▶ _Work request_
Count the lines below that contain the word "back" and give only that number.

##### Record set

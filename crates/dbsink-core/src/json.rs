//! JSON rendering of whole events.
//!
//! Shape:
//!
//! ```text
//! {"TimeStamp":"2024-01-15T12:00:00+08:00","Level":"Information",
//!  "Message":"...","MessageTemplate":"...","Exception":"...",
//!  "Properties":{"Name":"Roc"}}
//! ```
//!
//! `Exception` and `Properties` are omitted when empty.

use chrono::SecondsFormat;
use serde_json::{Map, Value};

use crate::event::LogEvent;

/// Build the JSON document for an event.
pub fn event_to_json(event: &LogEvent) -> Value {
    let mut doc = Map::new();
    let _ = doc.insert(
        "TimeStamp".into(),
        Value::String(
            event
                .timestamp()
                .to_rfc3339_opts(SecondsFormat::AutoSi, false),
        ),
    );
    let _ = doc.insert("Level".into(), Value::String(event.level().to_string()));
    let _ = doc.insert("Message".into(), Value::String(event.render_message()));
    let _ = doc.insert(
        "MessageTemplate".into(),
        Value::String(event.template().text().to_string()),
    );
    if let Some(exception) = event.exception() {
        let _ = doc.insert("Exception".into(), Value::String(exception.to_string()));
    }
    if !event.properties().is_empty() {
        let mut props = Map::new();
        for (name, value) in event.properties() {
            let _ = props.insert(name.clone(), value.to_json());
        }
        let _ = doc.insert("Properties".into(), Value::Object(props));
    }
    Value::Object(doc)
}

/// Serialize an event to a compact JSON string.
pub fn format_event(event: &LogEvent) -> String {
    event_to_json(event).to_string()
}

// ─────────────────────────────────────────────────────────────────────────────
// Tests
// ─────────────────────────────────────────────────────────────────────────────

#[cfg(test)]
mod tests {
    use super::*;
    use crate::{LogLevel, PropertyValue};
    use chrono::DateTime;

    fn ts() -> chrono::DateTime<chrono::FixedOffset> {
        DateTime::parse_from_rfc3339("2024-01-15T12:00:00+00:00").unwrap()
    }

    #[test]
    fn minimal_event_shape() {
        let e = LogEvent::new(ts(), LogLevel::Warning, "plain");
        let json = event_to_json(&e);
        assert_eq!(json["Level"], "Warning");
        assert_eq!(json["Message"], "plain");
        assert_eq!(json["MessageTemplate"], "plain");
        assert_eq!(json["TimeStamp"], "2024-01-15T12:00:00+00:00");
        assert!(json.get("Exception").is_none());
        assert!(json.get("Properties").is_none());
    }

    #[test]
    fn properties_and_exception_included() {
        let e = LogEvent::new(ts(), LogLevel::Error, "Failed {Op}")
            .with_property("Op", "sync")
            .with_property("Tags", PropertyValue::from(vec!["a", "b"]))
            .with_exception("io error");
        let json = event_to_json(&e);
        assert_eq!(json["Message"], "Failed \"sync\"");
        assert_eq!(json["Exception"], "io error");
        assert_eq!(json["Properties"]["Op"], "sync");
        assert_eq!(json["Properties"]["Tags"][1], "b");
    }

    #[test]
    fn format_event_is_valid_json() {
        let e = LogEvent::new(ts(), LogLevel::Debug, "x").with_property("N", 1);
        let text = format_event(&e);
        let back: Value = serde_json::from_str(&text).unwrap();
        assert_eq!(back["Properties"]["N"], 1);
    }
}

##########

▶ _Task solution_
2